**Work item**
In full and unaltered, output the records below.

**Exercise inputs**
use std::path::PathBuf;
use std::time::Duration;

/// 离线同步配置
///
/// # 环境变量
///
/// 所有配置项都可以通过环境变量覆盖：
///
/// | 环境变量 | 默认值 | 说明 |
/// |----------|--------|------|
/// | WORK_DIR | /var/lib/crab/offline | 工作目录 (数据库、日志) |
/// | BACKEND_URL | http://localhost:3000 | 后端 API 地址 |
/// | API_TOKEN | - | Bearer token |
/// | ENVIRONMENT | development | 运行环境 |
/// | SYNC_BATCH_SIZE | 100 | 每批拉取行数 |
/// | MUTATION_MAX_RETRIES | 5 | 变更最大重试次数 |
/// | RETRY_BASE_DELAY_MS | 2000 | 重试基础延迟(毫秒) |
/// | RETRY_MAX_DELAY_MS | 60000 | 重试最大延迟(毫秒) |
/// | PENDING_SCAN_INTERVAL_SECS | 15 | 待处理队列扫描间隔 |
/// | FULL_SYNC_INTERVAL_SECS | 86400 | 全量同步间隔 |
/// | REQUEST_TIMEOUT_MS | 30000 | 请求超时(毫秒) |
/// | LOG_LEVEL | info | 日志级别 |
/// | LOG_JSON | false | 控制台输出 JSON 格式 |
///
/// # 示例
///
/// ```ignore
/// WORK_DIR=/data/crab BACKEND_URL=https://pos.example.com cargo run -p crab-offline
/// ```
#[derive(Debug, Clone)]
pub struct OfflineConfig {
    /// 工作目录，存储本地数据库和日志
    pub work_dir: String,
    /// 后端 API 基础地址
    pub backend_url: String,
    /// Bearer token (由认证服务提供)
    pub api_token: Option<String>,
    /// 运行环境: development | staging | production
    pub environment: String,
    /// 每批拉取的最大行数
    pub batch_size: usize,
    /// 变更重试策略
    pub retry: RetryPolicy,
    /// 待处理队列扫描间隔 (秒)
    pub pending_scan_interval_secs: u64,
    /// 自动全量同步间隔 (秒)
    pub full_sync_interval_secs: u64,
    /// 请求超时时间 (毫秒)
    pub request_timeout_ms: u64,
    /// 日志级别
    pub log_level: String,
    /// 控制台日志是否输出 JSON
    pub log_json: bool,
}

/// Exponential backoff for queued mutations
#[derive(Debug, Clone, Copy, PartialEq, Eq)]
pub struct RetryPolicy {
    /// Attempts allowed before a mutation is marked failed
    pub max_retries: u32,
    pub base_delay_ms: u64,
    pub max_delay_ms: u64,
}

impl RetryPolicy {
    /// Delay before the next attempt after `retry_count` failed attempts:
    /// `base * 2^(retry_count - 1)`, capped at `max_delay_ms`
    pub fn delay_for(&self, retry_count: u32) -> Duration {
        let exponent = retry_count.saturating_sub(1).min(20);
        let delay = self
            .base_delay_ms
            .saturating_mul(1u64 << exponent)
            .min(self.max_delay_ms);
        Duration::from_millis(delay)
    }

    pub fn is_exhausted(&self, retry_count: u32) -> bool {
        retry_count >= self.max_retries
    }
}

impl Default for RetryPolicy {
    fn default() -> Self {
        Self {
            max_retries: 5,
            base_delay_ms: 2_000,
            max_delay_ms: 60_000,
        }
    }
}

fn env_parse<T: std::str::FromStr>(key: &str, default: T) -> T {
    std::env::var(key)
        .ok()
        .and_then(|v| v.parse().ok())
        .unwrap_or(default)
}

impl OfflineConfig {
    /// 从环境变量加载配置
    ///
    /// 如果环境变量未设置，使用默认值
    pub fn from_env() -> Self {
        let defaults = RetryPolicy::default();
        Self {
            work_dir: std::env::var("WORK_DIR").unwrap_or_else(|_| "/var/lib/crab/offline".into()),
            backend_url: std::env::var("BACKEND_URL")
                .unwrap_or_else(|_| "http://localhost:3000".into()),
            api_token: std::env::var("API_TOKEN").ok().filter(|t| !t.is_empty()),
            environment: std::env::var("ENVIRONMENT").unwrap_or_else(|_| "development".into()),
            batch_size: env_parse("SYNC_BATCH_SIZE", 100usize).max(1),
            retry: RetryPolicy {
                max_retries: env_parse("MUTATION_MAX_RETRIES", defaults.max_retries),
                base_delay_ms: env_parse("RETRY_BASE_DELAY_MS", defaults.base_delay_ms),
                max_delay_ms: env_parse("RETRY_MAX_DELAY_MS", defaults.max_delay_ms),
            },
            pending_scan_interval_secs: env_parse("PENDING_SCAN_INTERVAL_SECS", 15),
            full_sync_interval_secs: env_parse("FULL_SYNC_INTERVAL_SECS", 86_400),
            request_timeout_ms: env_parse("REQUEST_TIMEOUT_MS", 30_000),
            log_level: std::env::var("LOG_LEVEL").unwrap_or_else(|_| "info".into()),
            log_json: env_parse("LOG_JSON", false),
        }
    }

    /// 使用自定义工作目录和后端地址覆盖配置
    ///
    /// 常用于测试场景
    pub fn with_overrides(work_dir: impl Into<String>, backend_url: impl Into<String>) -> Self {
        let mut config = Self::from_env();
        config.work_dir = work_dir.into();
        config.backend_url = backend_url.into();
        config
    }

    pub fn with_batch_size(mut self, batch_size: usize) -> Self {
        self.batch_size = batch_size.max(1);
        self
    }

    pub fn with_retry(mut self, retry: RetryPolicy) -> Self {
        self.retry = retry;
        self
    }

    pub fn with_token(mut self, token: impl Into<String>) -> Self {
        self.api_token = Some(token.into());
        self
    }

    /// Path of the local redb database
    pub fn db_path(&self) -> PathBuf {
        PathBuf::from(&self.work_dir).join("offline.redb")
    }

    pub fn log_dir(&self) -> PathBuf {
        PathBuf::from(&self.work_dir).join("logs")
    }

    pub fn request_timeout(&self) -> Duration {
        Duration::from_millis(self.request_timeout_ms)
    }

    /// 是否生产环境
    pub fn is_production(&self) -> bool {
        self.environment == "production"
    }
}

impl Default for OfflineConfig {
    fn default() -> Self {
        Self::from_env()
    }
}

**Output of the exercise**
use std::path::PathBuf;
use std::time::Duration;

/// 离线同步配置
///
/// # 环境变量
///
/// 所有配置项都可以通过环境变量覆盖：
///
/// | 环境变量 | 默认值 | 说明 |
/// |----------|--------|------|
/// | WORK_DIR | /var/lib/crab/offline | 工作目录 (数据库、日志) |
/// | BACKEND_URL | http://localhost:3000 | 后端 API 地址 |
/// | API_TOKEN | - | Bearer token |
/// | ENVIRONMENT | development | 运行环境 |
/// | SYNC_BATCH_SIZE | 100 | 每批拉取行数 |
/// | MUTATION_MAX_RETRIES | 5 | 变更最大重试次数 |
/// | RETRY_BASE_DELAY_MS | 2000 | 重试基础延迟(毫秒) |
/// | RETRY_MAX_DELAY_MS | 60000 | 重试最大延迟(毫秒) |
/// | PENDING_SCAN_INTERVAL_SECS | 15 | 待处理队列扫描间隔 |
/// | FULL_SYNC_INTERVAL_SECS | 86400 | 全量同步间隔 |
/// | REQUEST_TIMEOUT_MS | 30000 | 请求超时(毫秒) |
/// | LOG_LEVEL | info | 日志级别 |
/// | LOG_JSON | false | 控制台输出 JSON 格式 |
///
/// # 示例
///
/// ```ignore
/// WORK_DIR=/data/crab BACKEND_URL=https://pos.example.com cargo run -p crab-offline
/// ```
#[derive(Debug, Clone)]
pub struct OfflineConfig {
    /// 工作目录，存储本地数据库和日志
    pub work_dir: String,
    /// 后端 API 基础地址
    pub backend_url: String,
    /// Bearer token (由认证服务提供)
    pub api_token: Option<String>,
    /// 运行环境: development | staging | production
    pub environment: String,
    /// 每批拉取的最大行数
    pub batch_size: usize,
    /// 变更重试策略
    pub retry: RetryPolicy,
    /// 待处理队列扫描间隔 (秒)
    pub pending_scan_interval_secs: u64,
    /// 自动全量同步间隔 (秒)
    pub full_sync_interval_secs: u64,
    /// 请求超时时间 (毫秒)
    pub request_timeout_ms: u64,
    /// 日志级别
    pub log_level: String,
    /// 控制台日志是否输出 JSON
    pub log_json: bool,
}

/// Exponential backoff for queued mutations
#[derive(Debug, Clone, Copy, PartialEq, Eq)]
pub struct RetryPolicy {
    /// Attempts allowed before a mutation is marked failed
    pub max_retries: u32,
    pub base_delay_ms: u64,
    pub max_delay_ms: u64,
}

impl RetryPolicy {
    /// Delay before the next attempt after `retry_count` failed attempts:
    /// `base * 2^(retry_count - 1)`, capped at `max_delay_ms`
    pub fn delay_for(&self, retry_count: u32) -> Duration {
        let exponent = retry_count.saturating_sub(1).min(20);
        let delay = self
            .base_delay_ms
            .saturating_mul(1u64 << exponent)
            .min(self.max_delay_ms);
        Duration::from_millis(delay)
    }

    pub fn is_exhausted(&self, retry_count: u32) -> bool {
        retry_count >= self.max_retries
    }
}

impl Default for RetryPolicy {
    fn default() -> Self {
        Self {
            max_retries: 5,
            base_delay_ms: 2_000,
            max_delay_ms: 60_000,
        }
    }
}

fn env_parse<T: std::str::FromStr>(key: &str, default: T) -> T {
    std::env::var(key)
        .ok()
        .and_then(|v| v.parse().ok())
        .unwrap_or(default)
}

impl OfflineConfig {
    /// 从环境变量加载配置
    ///
    /// 如果环境变量未设置，使用默认值
    pub fn from_env() -> Self {
        let defaults = RetryPolicy::default();
        Self {
            work_dir: std::env::var("WORK_DIR").unwrap_or_else(|_| "/var/lib/crab/offline".into()),
            backend_url: std::env::var("BACKEND_URL")
                .unwrap_or_else(|_| "http://localhost:3000".into()),
            api_token: std::env::var("API_TOKEN").ok().filter(|t| !t.is_empty()),
            environment: std::env::var("ENVIRONMENT").unwrap_or_else(|_| "development".into()),
            batch_size: env_parse("SYNC_BATCH_SIZE", 100usize).max(1),
            retry: RetryPolicy {
                max_retries: env_parse("MUTATION_MAX_RETRIES", defaults.max_retries),
                base_delay_ms: env_parse("RETRY_BASE_DELAY_MS", defaults.base_delay_ms),
                max_delay_ms: env_parse("RETRY_MAX_DELAY_MS", defaults.max_delay_ms),
            },
            pending_scan_interval_secs: env_parse("PENDING_SCAN_INTERVAL_SECS", 15),
            full_sync_interval_secs: env_parse("FULL_SYNC_INTERVAL_SECS", 86_400),
            request_timeout_ms: env_parse("REQUEST_TIMEOUT_MS", 30_000),
            log_level: std::env::var("LOG_LEVEL").unwrap_or_else(|_| "info".into()),
            log_json: env_parse("LOG_JSON", false),
        }
    }

    /// 使用自定义工作目录和后端地址覆盖配置
    ///
    /// 常用于测试场景
    pub fn with_overrides(work_dir: impl Into<String>, backend_url: impl Into<String>) -> Self {
        let mut config = Self::from_env();
        config.work_dir = work_dir.into();
        config.backend_url = backend_url.into();
        config
    }

    pub fn with_batch_size(mut self, batch_size: usize) -> Self {
        self.batch_size = batch_size.max(1);
        self
    }

    pub fn with_retry(mut self, retry: RetryPolicy) -> Self {
        self.retry = retry;
        self
    }

    pub fn with_token(mut self, token: impl Into<String>) -> Self {
        self.api_token = Some(token.into());
        self
    }

    /// Path of the local redb database
    pub fn db_path(&self) -> PathBuf {
        PathBuf::from(&self.work_dir).join("offline.redb")
    }

    pub fn log_dir(&self) -> PathBuf {
        PathBuf::from(&self.work_dir).join("logs")
    }

    pub fn request_timeout(&self) -> Duration {
        Duration::from_millis(self.request_timeout_ms)
    }

    /// 是否生产环境
    pub fn is_production(&self) -> bool {
        self.environment == "production"
    }
}

impl Default for OfflineConfig {
    fn default() -> Self {
        Self::from_env()
    }
}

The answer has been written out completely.